I've been meaning to write something about this for a while, and I realized that I don't have the time or the mental energy to make it as coherent as it should be so i'll just give you what falls out of my head re: feeding starving little monsters.
I always intended to breast feed. When I found out I was having twins, it didn't even occur to me that it might be more difficult. I figured I have two babies, I have two boobs, seems even to me. And all the books and pamphlets they give you tell you it's the most natural healthy blah blah blah thing. I just figured it would be easy. A baby would cry, I would whip out a boob and all would be right with the world.
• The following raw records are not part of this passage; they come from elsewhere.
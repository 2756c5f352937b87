/*! A TCP connection over IPv4, ready to be plugged into a frame pipeline.

[TcpIpStack] builds an [IpSocket] bound to the two addresses, a [TcpSocket] bound to the
two ports on top of it, and links them. Received datagrams go in through
[TcpIpStack::push_up]; outgoing datagrams come out of the sink attached with
[TcpIpStack::attach_network]; delivered data comes out of the sink attached with
[TcpIpStack::attach_application].
*/

use std::sync::Arc;

use crate::config::Config;
use crate::frame::Frame;
use crate::socket::ip::IpSocket;
use crate::socket::tcp::TcpSocket;
use crate::socket::{link, Direction, Sink, Socket};
use crate::timer::Timer;
use crate::wire::{IpEndpoint, IpProtocol};

/// An IP layer and a TCP layer, linked.
#[derive(Debug)]
pub struct TcpIpStack {
    ip: Arc<IpSocket>,
    tcp: Arc<TcpSocket>,
}

impl TcpIpStack {
    pub fn new(config: &Config, timer: &Timer, local: IpEndpoint, remote: IpEndpoint) -> TcpIpStack {
        let ip = Arc::new(IpSocket::new(config, local.addr, remote.addr, IpProtocol::Tcp));
        let tcp = TcpSocket::new(config, timer, ip.clone(), local.port, remote.port);
        link(&ip, &tcp);
        net_debug!(
            "stack: {}:{} <-> {}:{}",
            ip.local_addr(),
            tcp.local_port(),
            ip.remote_addr(),
            tcp.remote_port()
        );
        TcpIpStack { ip, tcp }
    }

    pub fn ip(&self) -> &Arc<IpSocket> {
        &self.ip
    }

    pub fn tcp(&self) -> &Arc<TcpSocket> {
        &self.tcp
    }

    /// Feed a received datagram in. Returns whether it was addressed to this stack.
    pub fn push_up(&self, frame: &Frame) -> bool {
        self.ip.push_up(frame, false)
    }

    /// Send outgoing datagrams to `sink`.
    pub fn attach_network(&self, sink: Arc<dyn Sink>) {
        self.ip.attach(Direction::Down, sink)
    }

    /// Send delivered data to `sink`.
    pub fn attach_application(&self, sink: Arc<dyn Sink>) {
        self.tcp.attach(Direction::Up, sink)
    }

    /// Detach both layers from everything. The connection itself is left as it is.
    pub fn close(&self) {
        Socket::close(&*self.tcp);
        Socket::close(&*self.ip);
    }
}
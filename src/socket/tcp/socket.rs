use core::fmt;
use std::sync::mpsc::Receiver;
use std::sync::{Arc, Condvar, Mutex, MutexGuard, PoisonError, Weak};

use super::{
    classify, CloseError, ConnectError, Connection, Dispatch, Event, Inbound, ListenError,
    Mode, Observers, Outbox, SendError, State, Tcb,
};
use crate::config::Config;
use crate::frame::Frame;
use crate::socket::ip::PseudoHeaderSource;
use crate::socket::{Binding, BindingAddress, Links, PollAt, Socket};
use crate::time::Instant;
use crate::timer::{Timed, Timer, TimerHandle};
use crate::wire::{IpProtocol, TcpPacket, TcpRepr};

/// A TCP connection between two ports, on top of an IP layer.
///
/// Every method takes `&self`: inbound segments, the owning thread and the timer thread
/// all work on the same socket. The connection state lives behind one mutex; frames are
/// handed to the neighbouring layers only after it is released.
pub struct TcpSocket {
    local_port: u16,
    remote_port: u16,
    ip: Arc<dyn PseudoHeaderSource>,
    connection: Mutex<Connection>,
    changed: Condvar,
    timer: TimerHandle,
    links: Links,
    outbox: Outbox,
    observers: Observers,
}

impl fmt::Debug for TcpSocket {
    fn fmt(&self, f: &mut fmt::Formatter) -> fmt::Result {
        f.debug_struct("TcpSocket")
            .field("local_port", &self.local_port)
            .field("remote_port", &self.remote_port)
            .field("state", &self.state())
            .field("links", &self.links)
            .finish()
    }
}

impl TcpSocket {
    /// Create a closed socket. `ip` supplies the checksum pseudo-header, normally the
    /// [IpSocket](crate::socket::ip::IpSocket) the socket will be linked above.
    pub fn new(
        config: &Config,
        timer: &Timer,
        ip: Arc<dyn PseudoHeaderSource>,
        local_port: u16,
        remote_port: u16,
    ) -> Arc<TcpSocket> {
        Arc::new_cyclic(|this: &Weak<TcpSocket>| {
            let target: Weak<dyn Timed> = this.clone();
            TcpSocket {
                local_port,
                remote_port,
                ip,
                connection: Mutex::new(Connection::new(config, Mode::Active)),
                changed: Condvar::new(),
                timer: timer.register(target),
                links: Links::new(),
                outbox: Outbox::default(),
                observers: Observers::default(),
            }
        })
    }

    pub fn local_port(&self) -> u16 {
        self.local_port
    }

    pub fn remote_port(&self) -> u16 {
        self.remote_port
    }

    fn lock(&self) -> MutexGuard<'_, Connection> {
        self.connection
            .lock()
            .unwrap_or_else(PoisonError::into_inner)
    }

    /// Run `f` on the connection, then act on what it produced with the lock released.
    fn run<R>(&self, f: impl FnOnce(&mut Connection, &mut Dispatch) -> R) -> R {
        let mut out = Dispatch::new();
        let (result, poll_at) = {
            let mut connection = self.lock();
            let result = f(&mut connection, &mut out);
            self.outbox
                .stage(&mut out, self.local_port, self.remote_port, &*self.ip);
            (result, connection.poll_at())
        };
        self.changed.notify_all();
        self.timer.schedule(poll_at);
        self.observers.notify(&out.events);
        self.outbox.drain(&self.links);
        result
    }

    /// Wait for a connection request from the remote port.
    pub fn listen(&self) -> Result<(), ListenError> {
        self.run(|connection, _| connection.listen())
    }

    /// Send a SYN and return without waiting for the handshake.
    pub fn open(&self) -> Result<(), ConnectError> {
        self.run(|connection, out| connection.connect(Instant::now(), out))
    }

    /// Open the connection and block until the handshake completes or fails.
    pub fn connect(&self) -> Result<(), ConnectError> {
        self.open()?;
        let connection = self
            .changed
            .wait_while(self.lock(), |connection| {
                matches!(connection.state(), State::SynSent | State::SynReceived)
            })
            .unwrap_or_else(PoisonError::into_inner);
        match connection.state() {
            State::Closed => Err(connection.error().unwrap_or(ConnectError::Reset)),
            _ => Ok(()),
        }
    }

    /// Queue `data` for transmission. Returns how many octets fit in the send buffer.
    pub fn send(&self, data: &[u8]) -> Result<usize, SendError> {
        self.run(|connection, out| connection.send(Instant::now(), data, out))
    }

    /// Start an orderly close and return without waiting for it.
    pub fn shutdown(&self) -> Result<(), CloseError> {
        self.run(|connection, out| connection.close(Instant::now(), out))
    }

    /// Close the connection and block until it reaches CLOSED or TIME-WAIT.
    ///
    /// This does not detach the socket from its neighbours; see [Socket::close].
    pub fn close(&self) -> Result<(), CloseError> {
        self.shutdown()?;
        let _connection = self
            .changed
            .wait_while(self.lock(), |connection| {
                !matches!(connection.state(), State::Closed | State::TimeWait)
            })
            .unwrap_or_else(PoisonError::into_inner);
        Ok(())
    }

    /// Reset the connection and drop everything queued.
    pub fn abort(&self) {
        self.run(|connection, out| connection.abort(out))
    }

    /// Block until `done` holds for the connection state, or `timeout` passes. Returns
    /// whether `done` held.
    pub fn wait_for(
        &self,
        timeout: core::time::Duration,
        mut done: impl FnMut(State) -> bool,
    ) -> bool {
        let (connection, _) = self
            .changed
            .wait_timeout_while(self.lock(), timeout, |connection| {
                !done(connection.state())
            })
            .unwrap_or_else(PoisonError::into_inner);
        done(connection.state())
    }

    pub fn state(&self) -> State {
        self.lock().state()
    }

    /// Return a snapshot of the transmission control block.
    pub fn tcb(&self) -> Tcb {
        *self.lock().tcb()
    }

    /// Octets queued and not yet sent.
    pub fn send_queue(&self) -> usize {
        self.lock().send_queue()
    }

    /// Receive every [Event] of this connection from now on.
    pub fn subscribe(&self) -> Receiver<Event> {
        self.observers.subscribe()
    }
}

impl Socket for TcpSocket {
    fn push_up(&self, frame: &Frame, _push: bool) -> bool {
        let bytes = match classify(frame, self.local_port, self.remote_port, &*self.ip) {
            Inbound::NotMine => return false,
            Inbound::Discard => return true,
            Inbound::Accept(bytes) => bytes,
        };
        let packet = TcpPacket::new_unchecked(&bytes[..]);
        if let Ok(repr) = TcpRepr::parse(&packet) {
            self.run(|connection, out| connection.process(Instant::now(), &repr, out));
        }
        true
    }

    fn push_down(&self, frame: &Frame, _push: bool) {
        let data = frame.bytes();
        match self.send(&data) {
            Ok(size) if size < data.len() => {
                net_debug!("tcp: send buffer full, dropped {} octets", data.len() - size)
            }
            Ok(_) => {}
            Err(err) => net_debug!("tcp: cannot send in {}: {}", self.state(), err),
        }
    }

    fn flush(&self) {
        self.run(|connection, out| {
            connection.segment_and_send(Instant::now(), out);
        })
    }

    fn binding(&self) -> Binding {
        Binding {
            local: BindingAddress::Port(self.local_port),
            remote: BindingAddress::Port(self.remote_port),
            protocol: IpProtocol::Tcp,
        }
    }

    fn links(&self) -> &Links {
        &self.links
    }
}

impl Timed for TcpSocket {
    fn on_timer(&self, now: Instant) -> PollAt {
        self.run(|connection, out| connection.poll(now, out))
    }
}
Then the girls showed up 6 weeks early with teeny tiny mouths and no suck reflex. They were on tube feedings for the first few days. The first time I tried to nurse in the NICU, Susan was there and I'm pretty sure I traumatized her. My boobs were enormous and the babies' mouths were miniature. They couldn't latch and they couldn't swallow. Not that it mattered, nothing came out anyway.
I rented the hospital grade pump and pumped religiously every 2 hours to make milk come in. I have a log book that I track all the feedings and diapers in and the first few weeks would make anyone cry. I was nursing each baby for however long they would stay on. Then we would supplement them with bottles of mostly breast milk (but sometimes with formula if I couldn't manage to pump enough) and then I would pump for another 15 minutes or so.
All I did was feed babies. Then they hit a few growth spurts. I was nursing them upwards of 10 times a day. each. and everytime I had to feed one, I had to find and clean a nipple shield since this was the only way they would latch on. They would also use the nipple shield (with me in it) as a chew toy.
I cried all the time. I felt totally useless and like I was doing something horribly wrong. I had consults with the lactation lady who tried to convince me that the girls had neurologic difficulties that were keeping them from effectively eating.
Around 6 weeks I decided that this was ridiculous and they were going to have to learn how to eat from boobs free from shields and without getting bottle supplements. Within a week they were nursing like babies. H gave them bottles in the middle of the night and I stopped waking up at that overnight feeding to pump. I would just wait until the morning.
They've gained 7lbs a piece since birth and they are down to 6 feedings a day with two long stretches at night. I still fight with them on a daily basis, especially C, to get them latched on and comfy to eat well and it still hurts when they decide they'd rather use me as a chew toy or pretend I am a giant bendy straw.
My point in posting all of this is not to say "poor me, my life is so bad" or to complain about how much more work it is with twins blah blah blah.. It's to point out that it's not easy. We're here at 4 months and we still don't look like the picture on a glossy brochure, but we are making it work, mostly through determination and stubborness (on all our parts). I wish I would have known that it would be this hard. I would still have worked just as hard to get it together, but I might have felt like less of a failure.
Now we just have the guilt of sending them to daycare twice a week to get over. I'm starting part-time work in November and I'm riddled with guilt over being the worst mother ever because they have to go to daycare twice a week for 6 or 7 hours. please someone slap me. I know how stupid I sound. But really, how could you leave these two?